Figure 6. Spaghetti Western Overlay of GST Subtracted βH S25-32 with βH GST::S25-32. (A) Blot reveals that GST::S25-32 fusion protein binds with GST subtracted S25-32 near predicted band weight of 95 kDa. Band intensity is shown to increase with increasing concentration of overlay.

Discussion The in vitro western results indicate that self-interaction does occur within the region of terminal repeats of Drosophila βH spectrin (Fig. 6A). The appearance of a band in the blot indicates that the antibodies had targeted GST::S25-32 which was localized at 95 kDa due to a specific binding interaction with GST subtracted S25-32. This is in line with the results shown by Samantha Papal et al. (2013) in human βV. This finding could give a possible explanation as to how spectrin may have been able to form a network in R22S mutants and led to normal developmental pathways (Khanna et al., 2014). It is plausible that if network formation is still occurring in the absence of α/β dimerization, spectrin could function normally and still be able to cross link F-actin since the F-actin binding domain is located on the β subunits (Brenner and Korn, 1979; Karinch et al., 1990). If further supported, this new finding would significantly emphasize the importance of the β subunit for proper functionality of spectrin. The characteristic βH and βV independent network formation would support findings in vertebrates in which βspectrin is reported to function in neurons and epithelial cells independent of α-spectrin (Papal et al., 2013; Dubreuill et al., 2000). If βH self-interaction is found to be conserved in both vertebrates and invertebrate species, further studies should attempt to identify examples of βH independent function in Drosophila.

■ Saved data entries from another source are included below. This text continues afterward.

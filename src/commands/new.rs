//! Create a new post

use anyhow::Result;
use std::fs;
use std::path::PathBuf;

use crate::Site;

/// Front-matter used when the site has no `scaffolds/post.md`
const DEFAULT_SCAFFOLD: &str = r#"---
title: "{{ title }}"
date: {{ date }}
published: false
---
"#;

/// Create `posts/<slug>/index.mdx` as an unpublished draft
pub fn create_post(site: &Site, title: &str, path: Option<&str>) -> Result<PathBuf> {
    let now = chrono::Local::now();

    let slug = match path {
        Some(p) => p.trim_matches('/').to_string(),
        None => slug::slugify(title),
    };
    if slug.is_empty() {
        anyhow::bail!("Cannot derive a post path from title {:?}", title);
    }

    let target_dir = site.posts_dir.join(&slug);
    let file_path = target_dir.join("index.mdx");

    // Check if file already exists
    if file_path.exists() {
        anyhow::bail!("File already exists: {:?}", file_path);
    }

    // Load scaffold template
    let scaffold_path = site.base_dir.join("scaffolds").join("post.md");
    let scaffold_content = if scaffold_path.exists() {
        fs::read_to_string(&scaffold_path)?
    } else {
        DEFAULT_SCAFFOLD.to_string()
    };

    // Replace template variables
    let content = scaffold_content
        .replace("{{ title }}", &title.replace('"', "\\\""))
        .replace("{{ date }}", &now.format("%Y-%m-%d").to_string());

    fs::create_dir_all(&target_dir)?;
    fs::write(&file_path, content)?;

    tracing::info!("Created: {:?}", file_path);

    Ok(file_path)
}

Further studies are required in order to properly confirm and characterize the interaction occurring between βH subunits. If the interaction involves specific binding domains, an additional spaghetti western protocol should use higher concentration overlays of fusion protein in order to identify a point of saturation in which band intensity plateaus. Showing a point of saturation will 107

reveal the specificity of the self-interaction and whether it occurs through binding domains. In addition to in vitro western blotting evidence, additional protocols could also confirm selfinteraction. One protocol which could potentially identify interaction is the use of chemical cross linking in which specific amino acid side chains, in close proximity of one another due to protein interaction, are covalently linked together (Life Technologies). Immunoprecipitation is another potential method in which anti-GST antibodies would be used to precipitate GST::S25-32 and anything binding it out of solution. In order to propose a specific model of where and how the binding occurs between two βH chains, additional variants of βH fusion proteins will need to be cloned, such as GST::S28-32 or GST::S30-32. In understanding the occurrence of selfinteraction, the scientific community can develop better models as to how spectrin may form networks as well as explanations for observed α independent functions of β-spectrin.